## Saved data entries
■ ■ ■ ■ ■ ■ ■

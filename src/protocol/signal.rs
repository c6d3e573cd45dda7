//! Shutdown signals.
//!
//! Any participant of a session (inbound pump, outbound pump, handler) can
//! raise a [`ShutdownSignal`]. The session acts on the first one and treats
//! the rest as no-ops.

// ============================================================================
// Imports
// ============================================================================

use std::fmt;

use tokio::sync::mpsc;

use crate::error::Error;

// ============================================================================
// ShutdownOrigin
// ============================================================================

/// Which participant raised a shutdown.
#[derive(Debug, Clone, Copy, PartialEq, Eq, Hash)]
pub enum ShutdownOrigin {
    /// Inbound pump: read error, lost transport or a close frame from the peer.
    InboundFault,
    /// Outbound pump: write error or write deadline exceeded.
    OutboundFault,
    /// The handler asked to end the session, or returned.
    HandlerRequest,
}

impl fmt::Display for ShutdownOrigin {
    fn fmt(&self, f: &mut fmt::Formatter<'_>) -> fmt::Result {
        let name = match self {
            Self::InboundFault => "inbound",
            Self::OutboundFault => "outbound",
            Self::HandlerRequest => "handler",
        };
        f.write_str(name)
    }
}

// ============================================================================
// ShutdownSignal
// ============================================================================

/// Notification that a session must terminate.
///
/// `error` is `None` for clean endings (peer close frame, handler request
/// without a reason).
#[derive(Debug)]
pub struct ShutdownSignal {
    /// Participant that raised the signal.
    pub origin: ShutdownOrigin,
    /// Underlying cause, if any.
    pub error: Option<Error>,
}

impl ShutdownSignal {
    /// Creates a signal.
    #[inline]
    #[must_use]
    pub fn new(origin: ShutdownOrigin, error: Option<Error>) -> Self {
        Self { origin, error }
    }

    /// Inbound pump failure.
    #[inline]
    #[must_use]
    pub fn inbound_fault(error: Error) -> Self {
        Self::new(ShutdownOrigin::InboundFault, Some(error))
    }

    /// Peer closed cleanly.
    #[inline]
    #[must_use]
    pub fn peer_closed() -> Self {
        Self::new(ShutdownOrigin::InboundFault, None)
    }

    /// Outbound pump failure.
    #[inline]
    #[must_use]
    pub fn outbound_fault(error: Error) -> Self {
        Self::new(ShutdownOrigin::OutboundFault, Some(error))
    }

    /// Handler-initiated shutdown.
    #[inline]
    #[must_use]
    pub fn handler_request(reason: Option<Error>) -> Self {
        Self::new(ShutdownOrigin::HandlerRequest, reason)
    }

    /// Returns `true` if the signal carries an error.
    #[inline]
    #[must_use]
    pub fn is_fault(&self) -> bool {
        self.error.is_some()
    }

    /// Returns `true` if the transport itself failed.
    #[inline]
    #[must_use]
    pub fn is_transport_fault(&self) -> bool {
        self.origin != ShutdownOrigin::HandlerRequest && self.is_fault()
    }
}

// ============================================================================
// Handler-side channel ends
// ============================================================================

/// Receives the one signal the session acted upon.
///
/// Yields exactly one [`ShutdownSignal`], then `None`.
pub type ShutdownNotify = mpsc::Receiver<ShutdownSignal>;

/// Lets a handler end its own session.
///
/// Every request is tagged [`ShutdownOrigin::HandlerRequest`]; a handler
/// cannot impersonate a pump.
#[derive(Debug, Clone)]
pub struct ShutdownRequester {
    tx: mpsc::UnboundedSender<ShutdownSignal>,
}

impl ShutdownRequester {
    pub(crate) fn new(tx: mpsc::UnboundedSender<ShutdownSignal>) -> Self {
        Self { tx }
    }

    /// Asks the session to shut down.
    ///
    /// Returns `false` if the session has already finished tearing down.
    /// Requests made while the session is closing are ignored.
    pub fn request(&self, reason: Option<Error>) -> bool {
        self.tx.send(ShutdownSignal::handler_request(reason)).is_ok()
    }

    /// Returns `true` once the session no longer accepts requests.
    #[inline]
    #[must_use]
    pub fn is_closed(&self) -> bool {
        self.tx.is_closed()
    }
}

// ============================================================================
// Tests
// ============================================================================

■ ■ ■ ■ ■ ■ ■

## PROBLEM STATEMENT
The entries above need to be transcribed with no differences at all.

## FINISHED TASK
filename src/protocol/signal.rs
repository c6d3e573cd45dda7
//! Shutdown signals.
//!
//! Any participant of a session (inbound pump, outbound pump, handler) can
//! raise a [`ShutdownSignal`]. The session acts on the first one and treats
//! the rest as no-ops.

// ============================================================================
// Imports
// ============================================================================

use std::fmt;

use tokio::sync::mpsc;

use crate::error::Error;

// ============================================================================
// ShutdownOrigin
// ============================================================================

/// Which participant raised a shutdown.
#[derive(Debug, Clone, Copy, PartialEq, Eq, Hash)]
pub enum ShutdownOrigin {
    /// Inbound pump: read error, lost transport or a close frame from the peer.
    InboundFault,
    /// Outbound pump: write error or write deadline exceeded.
    OutboundFault,
    /// The handler asked to end the session, or returned.
    HandlerRequest,
}

impl fmt::Display for ShutdownOrigin {
    fn fmt(&self, f: &mut fmt::Formatter<'_>) -> fmt::Result {
        let name = match self {
            Self::InboundFault => "inbound",
            Self::OutboundFault => "outbound",
            Self::HandlerRequest => "handler",
        };
        f.write_str(name)
    }
}

// ============================================================================
// ShutdownSignal
// ============================================================================

/// Notification that a session must terminate.
///
/// `error` is `None` for clean endings (peer close frame, handler request
/// without a reason).
#[derive(Debug)]
pub struct ShutdownSignal {
    /// Participant that raised the signal.
    pub origin: ShutdownOrigin,
    /// Underlying cause, if any.
    pub error: Option<Error>,
}

impl ShutdownSignal {
    /// Creates a signal.
    #[inline]
    #[must_use]
    pub fn new(origin: ShutdownOrigin, error: Option<Error>) -> Self {
        Self { origin, error }
    }

    /// Inbound pump failure.
    #[inline]
    #[must_use]
    pub fn inbound_fault(error: Error) -> Self {
        Self::new(ShutdownOrigin::InboundFault, Some(error))
    }

    /// Peer closed cleanly.
    #[inline]
    #[must_use]
    pub fn peer_closed() -> Self {
        Self::new(ShutdownOrigin::InboundFault, None)
    }

    /// Outbound pump failure.
    #[inline]
    #[must_use]
    pub fn outbound_fault(error: Error) -> Self {
        Self::new(ShutdownOrigin::OutboundFault, Some(error))
    }

    /// Handler-initiated shutdown.
    #[inline]
    #[must_use]
    pub fn handler_request(reason: Option<Error>) -> Self {
        Self::new(ShutdownOrigin::HandlerRequest, reason)
    }

    /// Returns `true` if the signal carries an error.
    #[inline]
    #[must_use]
    pub fn is_fault(&self) -> bool {
        self.error.is_some()
    }

    /// Returns `true` if the transport itself failed.
    #[inline]
    #[must_use]
    pub fn is_transport_fault(&self) -> bool {
        self.origin != ShutdownOrigin::HandlerRequest && self.is_fault()
    }
}

// ============================================================================
// Handler-side channel ends
// ============================================================================

/// Receives the one signal the session acted upon.
///
/// Yields exactly one [`ShutdownSignal`], then `None`.
pub type ShutdownNotify = mpsc::Receiver<ShutdownSignal>;

/// Lets a handler end its own session.
///
/// Every request is tagged [`ShutdownOrigin::HandlerRequest`]; a handler
/// cannot impersonate a pump.
#[derive(Debug, Clone)]
pub struct ShutdownRequester {
    tx: mpsc::UnboundedSender<ShutdownSignal>,
}

impl ShutdownRequester {
    pub(crate) fn new(tx: mpsc::UnboundedSender<ShutdownSignal>) -> Self {
        Self { tx }
    }

    /// Asks the session to shut down.
    ///
    /// Returns `false` if the session has already finished tearing down.
    /// Requests made while the session is closing are ignored.
    pub fn request(&self, reason: Option<Error>) -> bool {
        self.tx.send(ShutdownSignal::handler_request(reason)).is_ok()
    }

    /// Returns `true` once the session no longer accepts requests.
    #[inline]
    #[must_use]
    pub fn is_closed(&self) -> bool {
        self.tx.is_closed()
    }
}

// ============================================================================
// Tests
// ============================================================================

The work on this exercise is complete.